Machine condition monitoring is an emerging research domain to use monitoring data to monitor machine conditions and prevent unexpected machine failures. In our previous study, the sum of weighted ...normalized square envelope was proposed as a generalized framework of some well-known sparsity measures including kurtosis, negative entropy, smoothness index, and Gini index. This framework revealed that a main difference among these sparsity measures is that they use different weights. Consequently, the design of new weights can generate new sparsity measures. Our previous study also showed that a convex-optimization problem could be formulated to automatically design weights by a data-driven way.
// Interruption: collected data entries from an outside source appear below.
#[cfg(test)]
mod tests {
    use std::sync::atomic::{AtomicUsize, Ordering};
    use std::sync::Arc;

    use drm::control::AtomicCommitFlags;
    use drm_fourcc::{DrmFourcc, DrmModifier};

    use super::pageflip::PendingFlip;
    use super::*;
    use crate::backend::drm::testing::{self, FakeDevice};

    fn device(fake: &Arc<FakeDevice>) -> Arc<DrmDevice> {
        DrmDevice::with_io(fake.clone(), DrmDeviceConfig::default()).unwrap()
    }

    #[test]
    fn negotiates_capabilities() {
        testing::init_logging();
        let fake = Arc::new(FakeDevice::single_output());
        let device = device(&fake);
        assert!(device.is_atomic());
        assert!(device.has_universal_planes());
        assert!(device.has_monotonic_timestamps());

        let fake = Arc::new(FakeDevice::single_output().without_atomic());
        assert!(!self::device(&fake).is_atomic());
    }

    #[test]
    fn framebuffers_are_recorded() {
        testing::init_logging();
        let fake = Arc::new(FakeDevice::single_output());
        let device = device(&fake);

        let fb = device
            .add_fb(
                (1920, 1080),
                DrmFourcc::Argb8888,
                Some(DrmModifier::Linear),
                7,
                1920 * 4,
                0,
            )
            .unwrap();
        let info = device.framebuffer_info(fb).unwrap();
        assert_eq!(info.size, (1920, 1080));
        assert_eq!(info.format, DrmFourcc::Argb8888);
        assert_eq!(info.modifier, Some(DrmModifier::Linear));
        assert_eq!(fake.framebuffers().len(), 1);

        device.rm_fb(fb).unwrap();
        assert!(device.framebuffer_info(fb).is_none());
        assert!(fake.framebuffers().is_empty());
    }

    #[test]
    fn dmabuf_import_failure_adds_nothing() {
        testing::init_logging();
        let fake = Arc::new(FakeDevice::single_output());
        fake.fail_next_prime_import(libc::EBADF);
        let device = device(&fake);

        let file = std::fs::File::open("/dev/null").unwrap();
        let err = device
            .add_fb_from_dmabuf(
                (64, 64),
                DrmFourcc::Xrgb8888,
                None,
                std::os::unix::io::AsFd::as_fd(&file),
                256,
                0,
            )
            .unwrap_err();
        assert_eq!(err.errno(), libc::EBADF);
        assert!(fake.framebuffers().is_empty());
    }

    #[test]
    fn dmabuf_import_closes_gem_handles() {
        testing::init_logging();
        let fake = Arc::new(FakeDevice::single_output());
        let device = device(&fake);

        let file = std::fs::File::open("/dev/null").unwrap();
        let fb = device
            .add_fb_from_dmabuf(
                (64, 64),
                DrmFourcc::Xrgb8888,
                None,
                std::os::unix::io::AsFd::as_fd(&file),
                256,
                0,
            )
            .unwrap();
        assert!(device.framebuffer_info(fb).is_some());
        assert_eq!(fake.open_gem_handles(), 0);
    }

    #[test]
    fn async_commit_completes_on_dispatch() {
        testing::init_logging();
        let fake = Arc::new(FakeDevice::single_output());
        let device = device(&fake);
        let crtc = fake.crtc_handle(0);

        let scanouts = Arc::new(AtomicUsize::new(0));
        let counter = scanouts.clone();
        let flip = PendingFlip {
            on_scanout: Some(Box::new(move |metadata| {
                assert_eq!(metadata.sequence, 1);
                counter.fetch_add(1, Ordering::SeqCst);
            })),
            on_release: None,
        };
        let mut req = AtomicRequest::new();
        req.add_property(crtc, fake.prop("ACTIVE"), 1);
        device.commit_atomic_async(&req, false, crtc, flip).unwrap();
        let (flags, _) = fake.last_commit().unwrap();
        assert!(flags.contains(AtomicCommitFlags::NONBLOCK | AtomicCommitFlags::PAGE_FLIP_EVENT));
        assert_eq!(device.pending_flips(crtc), 1);
        assert_eq!(scanouts.load(Ordering::SeqCst), 0);

        let events = device.dispatch_modesetting().unwrap();
        assert_eq!(events.len(), 1);
        assert_eq!(events[0].0, crtc);
        assert_eq!(scanouts.load(Ordering::SeqCst), 1);
        assert_eq!(device.pending_flips(crtc), 0);
    }

    #[test]
    fn failed_async_commit_unregisters() {
        testing::init_logging();
        let fake = Arc::new(FakeDevice::single_output());
        let device = device(&fake);
        let crtc = fake.crtc_handle(0);

        fake.fail_next_commit(libc::EINVAL);
        let err = device
            .commit_atomic_async(&AtomicRequest::new(), false, crtc, PendingFlip::default())
            .unwrap_err();
        assert_eq!(err.errno(), libc::EINVAL);
        assert_eq!(device.pending_flips(crtc), 0);
    }

    #[test]
    fn third_commit_in_flight_is_rejected() {
        testing::init_logging();
        let fake = Arc::new(FakeDevice::single_output());
        fake.hold_events(true);
        let device = device(&fake);
        let crtc = fake.crtc_handle(0);

        for _ in 0..2 {
            device
                .commit_atomic_async(&AtomicRequest::new(), false, crtc, PendingFlip::default())
                .unwrap();
        }
        let err = device
            .commit_atomic_async(&AtomicRequest::new(), false, crtc, PendingFlip::default())
            .unwrap_err();
        assert!(matches!(err, Error::PageflipQueueFull(_)));
        assert_eq!(err.errno(), libc::EBUSY);
    }

    #[test]
    fn paused_device_rejects_commits() {
        testing::init_logging();
        let fake = Arc::new(FakeDevice::single_output());
        let device = device(&fake);

        device.pause();
        let err = device.commit_atomic_sync(&AtomicRequest::new(), true).unwrap_err();
        assert_eq!(err.errno(), libc::EBUSY);
        assert!(fake.last_commit().is_none());

        device.activate();
        device.commit_atomic_sync(&AtomicRequest::new(), true).unwrap();
        let (flags, _) = fake.last_commit().unwrap();
        assert_eq!(flags, AtomicCommitFlags::ALLOW_MODESET);
    }

    #[test]
    fn disable_connectors_resets_everything() {
        testing::init_logging();
        let fake = Arc::new(FakeDevice::single_output());
        let _device = DrmDevice::with_io(
            fake.clone(),
            DrmDeviceConfig {
                disable_connectors: true,
            },
        )
        .unwrap();

        let (flags, req) = fake.last_commit().unwrap();
        assert!(flags.contains(AtomicCommitFlags::ALLOW_MODESET));
        let crtc = fake.crtc_handle(0);
        assert_eq!(req.get(crtc, fake.prop("ACTIVE")), Some(0));
        assert_eq!(req.get(crtc, fake.prop("MODE_ID")), Some(0));
        for plane in fake.plane_handles() {
            assert_eq!(req.get(plane, fake.prop("FB_ID")), Some(0));
        }
    }
}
One attractive experimental finding was that solving the sum of weighted normalized Fourier spectrum/envelope spectrum results in informative frequency bands/fault characteristic frequencies. However, this finding was only experimentally observed based on positive optimized weights and omitted the importance of negative optimized weights. In this short communication, we revisit this work and provide insightful investigations for signs of optimized weights and mathematically prove that both positive and negative optimized weights are extremely important to distinguish fundamental frequency components and fault-generated frequency components. Three new propositions are proposed to show the ability of optimized weights for determining informative frequency bands/fault characteristic frequencies. Experimental results are provided to verify the effectiveness of our new propositions given in this short communication. The significance of this short communication is that it is helpful for engineers and scholars to quickly and effectively identify all vibration contributions from fundamental frequency components and fault-generated frequency components using positive and negative signs of optimized weights in our previous framework. Moreover, fully interpretable weights would be helpful for designing physics-informed machine learning methods for machine condition monitoring.